O aparecimento da nova variante em solo brasileiro já acendeu o alerta na comunidade científica internacional, e pode provocar a restrição da entrada de brasileiros em outros países. Segundo especialistas, o desenvolvimento de novas cepas tem maiores chances de acontecer quando há maior circulação do vírus. Por isso, enquanto não houver uma cobertura vacinal ampla da população, a orientação é para que os cuidados de prevenção – uso de máscara, higienização das mãos e distanciamento social – continuem sendo seguidos.

3. O que está sendo feito?

Para tentar minimizar a contaminação, o estado do Amazonas instituiu, a partir desta sexta-feira (15), um toque de recolher, com vigência inicial de 10 dias.
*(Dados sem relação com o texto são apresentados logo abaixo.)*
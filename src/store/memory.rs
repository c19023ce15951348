//! In-memory object store for unit tests and simulation
//!
//! Objects are stamped with the store's `Clock`, so tests can place
//! "external" writes at exact times with a `SimulatedClock`.

use super::{part_tag, ByteStream, CompletedPart, ObjectRecord, ObjectStoreClient, StoreFuture, UploadId};
use crate::clock::{Clock, ProductionClock, Timestamp};
use bytes::{Bytes, BytesMut};
use parking_lot::RwLock;
use std::collections::{BTreeMap, HashMap};
use std::io::{Error as IoError, ErrorKind};
use std::sync::atomic::{AtomicU64, Ordering};
use std::sync::Arc;

#[derive(Debug, Clone)]
struct StoredObject {
    data: Bytes,
    last_modified: Timestamp,
}

#[derive(Debug)]
struct PendingUpload {
    key: String,
    /// part number -> (tag, data)
    parts: BTreeMap<u32, (String, Bytes)>,
}

#[derive(Debug, Default)]
struct StoreState {
    objects: HashMap<String, StoredObject>,
    uploads: HashMap<UploadId, PendingUpload>,
}

/// In-memory object store. Clones share the same bucket.
#[derive(Debug)]
pub struct InMemoryObjectStore<C: Clock = ProductionClock> {
    state: Arc<RwLock<StoreState>>,
    next_upload: Arc<AtomicU64>,
    clock: C,
}

impl InMemoryObjectStore<ProductionClock> {
    /// Create a new in-memory object store stamped with system time
    pub fn new() -> Self {
        Self::with_clock(ProductionClock::new())
    }
}

impl Default for InMemoryObjectStore<ProductionClock> {
    fn default() -> Self {
        Self::new()
    }
}

impl<C: Clock> Clone for InMemoryObjectStore<C> {
    fn clone(&self) -> Self {
        InMemoryObjectStore {
            state: Arc::clone(&self.state),
            next_upload: Arc::clone(&self.next_upload),
            clock: self.clock.clone(),
        }
    }
}

impl<C: Clock> InMemoryObjectStore<C> {
    /// Create a store whose `last_modified` stamps come from `clock`
    pub fn with_clock(clock: C) -> Self {
        InMemoryObjectStore {
            state: Arc::new(RwLock::new(StoreState::default())),
            next_upload: Arc::new(AtomicU64::new(1)),
            clock,
        }
    }

    /// Place an object with an explicit timestamp, bypassing the clock.
    ///
    /// Stands in for a writer outside this process (for testing).
    pub fn insert_external(&self, key: &str, data: impl Into<Bytes>, last_modified: Timestamp) {
        self.state.write().objects.insert(
            key.to_string(),
            StoredObject {
                data: data.into(),
                last_modified,
            },
        );
    }

    /// Get the number of stored objects (for testing)
    pub fn len(&self) -> usize {
        self.state.read().objects.len()
    }

    /// Check if empty (for testing)
    pub fn is_empty(&self) -> bool {
        self.state.read().objects.is_empty()
    }

    /// Number of multipart sessions neither completed nor aborted
    pub fn pending_uploads(&self) -> usize {
        self.state.read().uploads.len()
    }

    fn session_mismatch(upload_id: &UploadId, key: &str) -> IoError {
        IoError::new(
            ErrorKind::NotFound,
            format!("No upload {} for key {}", upload_id, key),
        )
    }
}

impl<C: Clock> ObjectStoreClient for InMemoryObjectStore<C> {
    fn put<'a>(&'a self, key: &'a str, data: Bytes) -> StoreFuture<'a, ()> {
        Box::pin(async move {
            let obj = StoredObject {
                data,
                last_modified: self.clock.now(),
            };
            self.state.write().objects.insert(key.to_string(), obj);
            Ok(())
        })
    }

    fn get<'a>(&'a self, key: &'a str) -> StoreFuture<'a, ByteStream> {
        Box::pin(async move {
            let data = self
                .state
                .read()
                .objects
                .get(key)
                .map(|obj| obj.data.clone())
                .ok_or_else(|| IoError::new(ErrorKind::NotFound, format!("Key not found: {}", key)))?;
            let stream: ByteStream = Box::pin(futures::stream::iter([Ok(data)]));
            Ok(stream)
        })
    }

    fn exists<'a>(&'a self, key: &'a str) -> StoreFuture<'a, bool> {
        Box::pin(async move { Ok(self.state.read().objects.contains_key(key)) })
    }

    fn list<'a>(&'a self, prefix: &'a str) -> StoreFuture<'a, Vec<ObjectRecord>> {
        Box::pin(async move {
            let state = self.state.read();
            let mut records: Vec<ObjectRecord> = state
                .objects
                .iter()
                .filter(|(k, _)| k.starts_with(prefix))
                .map(|(k, v)| ObjectRecord {
                    key: k.clone(),
                    last_modified: v.last_modified,
                })
                .collect();

            // Sort by key for consistent ordering
            records.sort_by(|a, b| a.key.cmp(&b.key));
            Ok(records)
        })
    }

    fn create_multipart<'a>(&'a self, key: &'a str) -> StoreFuture<'a, UploadId> {
        Box::pin(async move {
            let n = self.next_upload.fetch_add(1, Ordering::Relaxed);
            let upload_id = UploadId(format!("mem-upload-{}", n));
            self.state.write().uploads.insert(
                upload_id.clone(),
                PendingUpload {
                    key: key.to_string(),
                    parts: BTreeMap::new(),
                },
            );
            Ok(upload_id)
        })
    }

    fn upload_part<'a>(
        &'a self,
        key: &'a str,
        upload_id: &'a UploadId,
        part_number: u32,
        data: Bytes,
    ) -> StoreFuture<'a, CompletedPart> {
        Box::pin(async move {
            if part_number == 0 {
                return Err(IoError::new(
                    ErrorKind::InvalidInput,
                    "part numbers start at 1",
                ));
            }
            let mut state = self.state.write();
            let upload = state
                .uploads
                .get_mut(upload_id)
                .filter(|u| u.key == key)
                .ok_or_else(|| Self::session_mismatch(upload_id, key))?;
            let tag = part_tag(part_number, &data);
            upload.parts.insert(part_number, (tag.clone(), data));
            Ok(CompletedPart { part_number, tag })
        })
    }

    fn complete_multipart<'a>(
        &'a self,
        key: &'a str,
        upload_id: &'a UploadId,
        parts: Vec<CompletedPart>,
    ) -> StoreFuture<'a, ()> {
        Box::pin(async move {
            let mut state = self.state.write();
            let upload = state
                .uploads
                .get(upload_id)
                .filter(|u| u.key == key)
                .ok_or_else(|| Self::session_mismatch(upload_id, key))?;

            // Parts must be exactly 1..=n in order, each matching what was uploaded
            let mut body = BytesMut::new();
            for (expected, part) in (1u32..).zip(parts.iter()) {
                if part.part_number != expected {
                    return Err(IoError::new(
                        ErrorKind::InvalidInput,
                        format!(
                            "part sequence broken: expected {}, got {}",
                            expected, part.part_number
                        ),
                    ));
                }
                match upload.parts.get(&part.part_number) {
                    Some((tag, data)) if *tag == part.tag => body.extend_from_slice(data),
                    _ => {
                        return Err(IoError::new(
                            ErrorKind::InvalidInput,
                            format!("unknown tag for part {}", part.part_number),
                        ))
                    }
                }
            }

            state.uploads.remove(upload_id);
            let obj = StoredObject {
                data: body.freeze(),
                last_modified: self.clock.now(),
            };
            state.objects.insert(key.to_string(), obj);
            Ok(())
        })
    }

    fn abort_multipart<'a>(
        &'a self,
        key: &'a str,
        upload_id: &'a UploadId,
    ) -> StoreFuture<'a, ()> {
        Box::pin(async move {
            let mut state = self.state.write();
            match state.uploads.get(upload_id) {
                Some(u) if u.key == key => {
                    state.uploads.remove(upload_id);
                    Ok(())
                }
                _ => Err(Self::session_mismatch(upload_id, key)),
            }
        })
    }
}

#[cfg(test)]
mod tests {
    use super::*;
    use crate::clock::SimulatedClock;
    use futures::TryStreamExt;

    async fn read_all(store: &impl ObjectStoreClient, key: &str) -> Vec<u8> {
        let chunks: Vec<Bytes> = store.get(key).await.unwrap().try_collect().await.unwrap();
        chunks.concat()
    }

    #[tokio::test]
    async fn test_inmemory_put_get() {
        let store = InMemoryObjectStore::new();

        store.put("test/key1", Bytes::from_static(b"hello world")).await.unwrap();
        assert_eq!(read_all(&store, "test/key1").await, b"hello world");
    }

    #[tokio::test]
    async fn test_inmemory_get_missing() {
        let store = InMemoryObjectStore::new();
        let err = store.get("nope").await.err().unwrap();
        assert_eq!(err.kind(), ErrorKind::NotFound);
    }

    #[tokio::test]
    async fn test_inmemory_exists() {
        let store = InMemoryObjectStore::new();

        assert!(!store.exists("test/key1").await.unwrap());
        store.put("test/key1", Bytes::from_static(b"data")).await.unwrap();
        assert!(store.exists("test/key1").await.unwrap());
    }

    #[tokio::test]
    async fn test_inmemory_list_uses_clock() {
        let clock = SimulatedClock::new(1_000);
        let store = InMemoryObjectStore::with_clock(clock.clone());

        store.put("incoming/a", Bytes::from_static(b"1")).await.unwrap();
        clock.advance_ms(500);
        store.put("incoming/b", Bytes::from_static(b"2")).await.unwrap();
        store.put("other/c", Bytes::from_static(b"3")).await.unwrap();

        let records = store.list("incoming/").await.unwrap();
        assert_eq!(
            records,
            vec![
                ObjectRecord {
                    key: "incoming/a".to_string(),
                    last_modified: Timestamp(1_000)
                },
                ObjectRecord {
                    key: "incoming/b".to_string(),
                    last_modified: Timestamp(1_500)
                },
            ]
        );
    }

    #[tokio::test]
    async fn test_multipart_assembles_parts_in_order() {
        let store = InMemoryObjectStore::new();
        let id = store.create_multipart("big").await.unwrap();

        let p1 = store.upload_part("big", &id, 1, Bytes::from_static(b"hello ")).await.unwrap();
        let p2 = store.upload_part("big", &id, 2, Bytes::from_static(b"world")).await.unwrap();
        assert_eq!(store.pending_uploads(), 1);

        store.complete_multipart("big", &id, vec![p1, p2]).await.unwrap();
        assert_eq!(read_all(&store, "big").await, b"hello world");
        assert_eq!(store.pending_uploads(), 0);
    }

    #[tokio::test]
    async fn test_multipart_rejects_gapped_sequence() {
        let store = InMemoryObjectStore::new();
        let id = store.create_multipart("big").await.unwrap();

        let _p1 = store.upload_part("big", &id, 1, Bytes::from_static(b"a")).await.unwrap();
        let p2 = store.upload_part("big", &id, 2, Bytes::from_static(b"b")).await.unwrap();

        let err = store.complete_multipart("big", &id, vec![p2]).await.unwrap_err();
        assert_eq!(err.kind(), ErrorKind::InvalidInput);
        assert!(!store.exists("big").await.unwrap());
    }

    #[tokio::test]
    async fn test_multipart_rejects_stale_tag() {
        let store = InMemoryObjectStore::new();
        let id = store.create_multipart("big").await.unwrap();

        let mut p1 = store.upload_part("big", &id, 1, Bytes::from_static(b"a")).await.unwrap();
        p1.tag = "bogus".to_string();

        let err = store.complete_multipart("big", &id, vec![p1]).await.unwrap_err();
        assert_eq!(err.kind(), ErrorKind::InvalidInput);
    }

    #[tokio::test]
    async fn test_multipart_zero_parts_yields_empty_object() {
        let store = InMemoryObjectStore::new();
        let id = store.create_multipart("empty").await.unwrap();

        store.complete_multipart("empty", &id, Vec::new()).await.unwrap();
        assert!(store.exists("empty").await.unwrap());
        assert!(read_all(&store, "empty").await.is_empty());
    }

    #[tokio::test]
    async fn test_abort_discards_session() {
        let store = InMemoryObjectStore::new();
        let id = store.create_multipart("big").await.unwrap();
        store.upload_part("big", &id, 1, Bytes::from_static(b"a")).await.unwrap();

        store.abort_multipart("big", &id).await.unwrap();
        assert_eq!(store.pending_uploads(), 0);
        assert!(!store.exists("big").await.unwrap());

        // Session is gone
        let err = store.abort_multipart("big", &id).await.unwrap_err();
        assert_eq!(err.kind(), ErrorKind::NotFound);
    }

    #[tokio::test]
    async fn test_upload_part_wrong_key() {
        let store = InMemoryObjectStore::new();
        let id = store.create_multipart("big").await.unwrap();

        let err = store
            .upload_part("other", &id, 1, Bytes::from_static(b"a"))
            .await
            .unwrap_err();
        assert_eq!(err.kind(), ErrorKind::NotFound);
    }
}
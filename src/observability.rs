//! Logging setup for binaries
//!
//! The library only emits `tracing` events; installing a subscriber is
//! left to the process. Settings come from the environment:
//! - `RUST_LOG`: filter directives (default: info)
//! - `BUCKET_WATCH_LOG_FORMAT`: `plain` (default) or `json`

use tracing_subscriber::EnvFilter;

/// Output format of the fmt subscriber
#[derive(Debug, Clone, Copy, PartialEq, Eq, Default)]
pub enum LogFormat {
    #[default]
    Plain,
    Json,
}

impl LogFormat {
    /// Read `BUCKET_WATCH_LOG_FORMAT`, falling back to plain
    pub fn from_env() -> Self {
        std::env::var("BUCKET_WATCH_LOG_FORMAT")
            .map(|v| Self::parse(&v))
            .unwrap_or_default()
    }

    fn parse(value: &str) -> Self {
        match value.trim().to_ascii_lowercase().as_str() {
            "json" => LogFormat::Json,
            _ => LogFormat::Plain,
        }
    }
}

/// Install the global subscriber. Returns false if one was already set.
pub fn init_tracing(format: LogFormat) -> bool {
    let filter = EnvFilter::try_from_default_env().unwrap_or_else(|_| EnvFilter::new("info"));
    let builder = tracing_subscriber::fmt().with_env_filter(filter);
    match format {
        LogFormat::Plain => builder.try_init().is_ok(),
        LogFormat::Json => builder.json().try_init().is_ok(),
    }
}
Pela regra, ninguém pode sair de casa entre as 19h e as 6h.

No início da semana, além disso, o governador do Amazonas, Wilson Lima (PSC), já havia enviado um ofício a governadores de todo o país por conta da "iminência de sofrer desabastecimento de oxigênio". "Em face dessa realidade e lastreado no princípio da mútua cooperação que deve existir entre os entes federados, vimos por meio desta solicitar a disponibilização de estoque de oxigênio de uso hospitalar dessa unidade da Federação para que o Amazonas possa mitigar os efeitos da pandemia e com isso salvar vidas", dizia o documento, obtido pelo G1.

O governo federal enviou cilindros de oxigênio para hospitais manauaras na madrugada desta sexta-feira (15). A carga foi transportada em dois aviões da Força Aérea Brasileira (FAB). No total, foram enviados 386 cilindros, com mais de 18 toneladas. O governo da Venezuela também informou que irá disponibilizar oxigênio para atender os hospitais do estado.

Outra medida tomada foi a transferência de pacientes para outros estados. Na manhã desta sexta (15), 235 pacientes começaram a ser transportados para outras cidades em aviões da FAB.

O ministro da Saúde, Eduardo Pazuello, esteve em Manaus na última segunda-feira (11). Na ocasião, Pazuello anunciou um "plano de contingência para o Amazonas", que incluía a reorganização do atendimento, a abertura de leitos de UTI e o envio de equipamentos, insumos e medicamentos. Na mesma solenidade, o ministro recomendou o uso de tratamento precoce para a Covid-19, com a administração de medicamentos como cloroquina, hidroxicloroquina, ivermectina, azitromicina, corticoide, nitazoxanida, zinco, vitaminas, anticoagulante, ozônio por via retal e dióxido de cloro.

Já o prefeito da capital, David Almeida (Avante), afirmou que pretende agilizar a distribuição desses medicamentos, chamados de "kit Covid".

Apesar de não ter a eficácia cientificamente comprovada, grupos de médicos no Brasil e no mundo vêm receitando medicamentos como a cloroquina e a ivermectina com base em estudos empíricos.

4. O pior já passou?

De acordo com especialistas, a situação pode ficar ainda pior nos próximos dias. Isso porque as internações de agora são reflexo das contaminações de, ao menos, 15 dias atrás. A tendência, portanto, é de que os casos continuem aumentando. "Pelos próximos dias, as infecções das últimas semanas vão continuar aumentando a demanda dos hospitais. E vai precisar de muito oxigênio", afirmou o pesquisador Jesem Orellana ao Estadão.

Orellana destaca, ainda, que os pacientes que tiveram privação de oxigênio e sobreviveram tiveram evolução negativa do quadro, ou seja, devem precisar de ainda mais oxigênio. Há, ainda, a possibilidade de que esses pacientes desenvolvam sequelas.

Por fim, com a transferência dos pacientes, é possível que a nova cepa se espalhe para outras regiões do país, o que pode agravar a situação – já crítica – da pandemia no país.